Today Teacher Zhang Daqing talked about the birth and development of bioethics, introducing many of the ethical dilemmas brought about by modern medicine.
What I paid particular attention to was the relationship between bioethics and legal system building. Teacher Zhang said that the development of bioethics in the West has, to a very large extent, been worked out through one lawsuit after another. In China, by contrast, this area is still quite lacking. Teacher Zhang encouraged hospitals and doctors to dare to “eat lawsuits”: when facing things that, although they violate existing rules, ought to be insisted upon on ethical grounds, then they should be done—even if one loses the case, it can still promote people’s understanding and reflection on the relevant laws and ethics.
Indeed, the Chinese seem never to have been able to distinguish law from morality. Law seems to be subordinate to morality; we regard legal norms as a kind of minimum morality. Violating the law is often understood as a moral deficiency, while doing something in accordance with righteousness seems to mean that one can be exempt from legal restraint. Thus Chinese people fear lawsuits, fear losing lawsuits, and losing a case seems to imply a defect in one’s character. On the other hand, morality can also stand above the law: if a matter is for the sake of promoting the public good, then legal procedures can be bypassed.
The idea of regarding law as minimum ethics is problematic, especially in the modern world, which is changing with each passing day, where new problems in bioethics, environmental ethics, internet ethics, and so on keep emerging. We discover that law is always lagging behind—legal system building was never in the first place something that could run ahead of the times, predetermining the proper rules for handling all kinds of new difficulties. But does the lagging nature of law mean that we can disregard law and act at will? When Chinese people look at law, they often go to extremes. One extreme is to cling to dogma and handle everything strictly by the book: no matter what new situation arises, I’ll just do things according to the old rules, and then I won’t get sued. The other extreme is to ignore the law altogether: anyway, law can’t keep up with the times, so I can do as I please.

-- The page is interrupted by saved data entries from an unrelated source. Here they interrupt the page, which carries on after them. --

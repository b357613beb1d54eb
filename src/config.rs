//! Static configuration: the category → channel registry, playlist
//! settings, and the date-window arithmetic derived from them.
//!
//! Loaded once at startup from a TOML file and passed around explicitly;
//! nothing here performs I/O after [`Config::load`].
//!
//! ```toml
//! default_category = "news"
//!
//! [playlist]
//! privacy = "unlisted"
//!
//! [channels.CNBC]
//! channel_id = "UCrp_UI8XtuYfpiqluWLD7Lw"
//!
//! [categories.news]
//! channels = ["CNBC"]
//! hours_back = 7
//! ```

use crate::platform::{PrivacyStatus, UploadWindow};
use jiff::civil::Date;
use jiff::tz::TimeZone;
use jiff::{SignedDuration, Timestamp};
use serde::Deserialize;
use std::collections::BTreeMap;
use std::path::{Path, PathBuf};
use thiserror::Error;

#[derive(Debug, Error)]
pub enum ConfigError {
    #[error("read configuration file {path}: {source}")]
    Read {
        path: PathBuf,
        #[source]
        source: std::io::Error,
    },

    #[error("parse configuration file {path}: {source}")]
    Parse {
        path: PathBuf,
        #[source]
        source: toml::de::Error,
    },

    #[error("unknown category: {0}")]
    UnknownCategory(String),

    #[error("category {0} has no usable channels")]
    EmptyCategory(String),

    #[error("invalid date {0:?}, expected YYYY-MM-DD")]
    InvalidDate(String),
}

#[derive(Debug, Clone, Deserialize)]
pub struct Config {
    /// Category used when the command line does not name one.
    #[serde(default = "default_category")]
    pub default_category: String,

    /// OAuth client credentials, Google "installed application" format.
    #[serde(default = "default_credentials_file")]
    pub credentials_file: PathBuf,

    /// Where the user token is cached between runs.
    #[serde(default = "default_token_file")]
    pub token_file: PathBuf,

    #[serde(default)]
    pub playlist: PlaylistSettings,

    /// Channel label → channel entry. Labels are only meaningful locally;
    /// the platform sees the channel ids.
    #[serde(default)]
    pub channels: BTreeMap<String, ChannelEntry>,

    #[serde(default)]
    pub categories: BTreeMap<String, CategoryEntry>,
}

#[derive(Debug, Clone, Deserialize)]
pub struct ChannelEntry {
    pub channel_id: String,
}

#[derive(Debug, Clone, Deserialize)]
pub struct CategoryEntry {
    /// Ordered channel labels; the order is kept through listing and acts
    /// as the tie-breaker for videos with equal upload times.
    #[serde(default)]
    pub channels: Vec<String>,
    /// Restrict listing to the last N hours instead of the full day.
    pub hours_back: Option<i64>,
}

#[derive(Debug, Clone, Deserialize)]
#[serde(default)]
pub struct PlaylistSettings {
    pub privacy: PrivacyStatus,
    /// Template for the playlist description; `{category}` and `{date}`
    /// are substituted.
    pub description_template: String,
}

impl Default for PlaylistSettings {
    fn default() -> Self {
        Self {
            privacy: PrivacyStatus::Unlisted,
            description_template: "{category} videos uploaded on {date}".to_string(),
        }
    }
}

impl PlaylistSettings {
    pub fn description(&self, category: &str, date: Date) -> String {
        self.description_template
            .replace("{category}", category)
            .replace("{date}", &date.strftime("%Y-%m-%d").to_string())
    }
}

impl Config {
    pub fn load(path: &Path) -> Result<Self, ConfigError> {
        let raw = std::fs::read_to_string(path).map_err(|source| ConfigError::Read {
            path: path.to_owned(),
            source,
        })?;
        toml::from_str(&raw).map_err(|source| ConfigError::Parse {
            path: path.to_owned(),
            source,
        })
    }

    /// Resolves a category name into its ordered channel list.
    ///
    /// Labels the category references but the channel table does not define
    /// are logged and skipped; a category left with no channels at all is a
    /// configuration error.
    pub fn category(&self, name: &str) -> Result<Category, ConfigError> {
        let entry = self
            .categories
            .get(name)
            .ok_or_else(|| ConfigError::UnknownCategory(name.to_string()))?;

        let mut channels = Vec::with_capacity(entry.channels.len());
        for label in &entry.channels {
            match self.channels.get(label) {
                Some(channel) => channels.push(ChannelRef {
                    label: label.clone(),
                    channel_id: channel.channel_id.clone(),
                }),
                None => {
                    tracing::warn!(%label, "channel is not configured, skipping");
                }
            }
        }
        if channels.is_empty() {
            return Err(ConfigError::EmptyCategory(name.to_string()));
        }

        Ok(Category {
            name: name.to_string(),
            channels,
            hours_back: entry.hours_back,
        })
    }
}

/// A channel as referenced from a category: the local label plus the
/// platform id.
#[derive(Debug, Clone)]
pub struct ChannelRef {
    pub label: String,
    pub channel_id: String,
}

/// A category resolved against the channel registry.
#[derive(Debug, Clone)]
pub struct Category {
    pub name: String,
    pub channels: Vec<ChannelRef>,
    pub hours_back: Option<i64>,
}

impl Category {
    /// The playlist title for this category on `date`: `<category>_<YYYYMMDD>`.
    ///
    /// The title is the sole key for cross-run playlist reuse, so the format
    /// must stay stable.
    pub fn playlist_title(&self, date: Date) -> String {
        format!("{}_{}", self.name, date.strftime("%Y%m%d"))
    }

    /// The listing window for `date`, in UTC.
    ///
    /// Runs for today end at `now` (there is nothing to find beyond it);
    /// runs for past days cover through end of day. The window opens at
    /// midnight, or `hours_back` hours before the end when the category
    /// configures a recency override.
    pub fn upload_window(&self, date: Date, now: Timestamp) -> UploadWindow {
        let today = now.to_zoned(TimeZone::UTC).date();
        let published_before = if date == today {
            now
        } else {
            date.at(23, 59, 59, 999_999_999)
                .to_zoned(TimeZone::UTC)
                .expect("civil end of day exists in UTC")
                .timestamp()
        };
        let published_after = match self.hours_back {
            Some(hours) => published_before - SignedDuration::from_hours(hours),
            None => date
                .to_zoned(TimeZone::UTC)
                .expect("civil midnight exists in UTC")
                .timestamp(),
        };
        UploadWindow {
            published_after,
            published_before,
        }
    }
}

/// Parses a `YYYY-MM-DD` command-line date.
pub fn parse_date(raw: &str) -> Result<Date, ConfigError> {
    raw.parse()
        .map_err(|_| ConfigError::InvalidDate(raw.to_string()))
}

/// The current date in UTC, the tool's fixed time reference.
pub fn today_utc() -> Date {
    Timestamp::now().to_zoned(TimeZone::UTC).date()
}

fn default_category() -> String {
    "news".to_string()
}

fn default_credentials_file() -> PathBuf {
    PathBuf::from("credentials.json")
}

fn default_token_file() -> PathBuf {
    PathBuf::from("tokens.json")
}
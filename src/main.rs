use clap::Parser;
use eyre::Context;
use std::io::IsTerminal;
use tracing::level_filters::LevelFilter;
use tracing_subscriber::EnvFilter;
use youtube_digest::cli::Cli;
use youtube_digest::config::{self, Config};
use youtube_digest::{digest, oauth};

#[tokio::main]
async fn main() -> eyre::Result<()> {
    tracing_subscriber::fmt()
        .with_env_filter(
            EnvFilter::builder()
                .with_default_directive(LevelFilter::INFO.into())
                .from_env_lossy(),
        )
        .with_ansi(std::io::stdout().is_terminal())
        .init();

    let cli = Cli::parse();

    // Everything that can fail before any network I/O fails here, with a
    // non-zero exit: config, category lookup, date parsing.
    let config = Config::load(&cli.config)?;
    let category_name = cli.category.as_deref().unwrap_or(&config.default_category);
    let category = config.category(category_name)?;
    let date = match cli.date.as_deref() {
        Some(raw) => config::parse_date(raw)?,
        None => config::today_utc(),
    };
    let window = category.upload_window(date, jiff::Timestamp::now());

    tracing::info!(
        category = %category.name,
        %date,
        channels = category.channels.len(),
        published_after = %window.published_after,
        published_before = %window.published_before,
        "starting digest run"
    );

    let client = oauth::authenticated_client(&config.credentials_file, &config.token_file)
        .await
        .context("authenticate with YouTube")?;

    let report = digest::run(&client, &category, date, &window, &config.playlist).await;
    report.print();

    if cli.open {
        if let Some(playlist) = &report.playlist {
            if let Err(e) = webbrowser::open(&playlist.url()) {
                tracing::debug!("could not open browser: {e}");
            }
        }
    }

    // Per-channel and per-video failures were reported in the summary; the
    // run itself still completed, so the exit code stays zero.
    Ok(())
}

On the one hand, respecting law and submitting to the legal system, and on the other hand daring to challenge the law—such an attitude seems, to us, unimaginable. But this is not a contradiction in the first place. The emergence and evolution of law are not something that can be set down by thinkers simply improvising in their heads; they are always gradually formed and improved amid disputes in practice. Without the resistance of lawbreakers, without going through the practice and debate of case after case, the legal system can hardly advance. Respecting the law does not mean never doing anything illegal; it means that when I have done something that challenges the legal bottom line, I am able to accept the law’s judgment responsibly. In China, however, whether people are conforming to the rules or ignoring the law, it is often out of an unwillingness to take responsibility.
As we equate obeying discipline and abiding by the law with the moral bottom line, we instead create a disconnect between law and ethics, because we are bound to discover that the development of the legal system is lagging. For this reason, rather than thinking about how to improve the law in practice, people no longer respect or trust the law, and are unwilling to participate in rational argument according to legal procedures; instead, they would rather wield coercive violence in the name of morality (whether it is paternal rule from above or internet mobs from below). Because there is a lack of experience in serious argument over actual cases, China’s legal system is also bound to become more and more lagging and impotent, and so people increasingly distrust the law, entering into a vicious cycle.
November 18, 2010
Translated from the Chinese original with AI assistance. The original text is authoritative.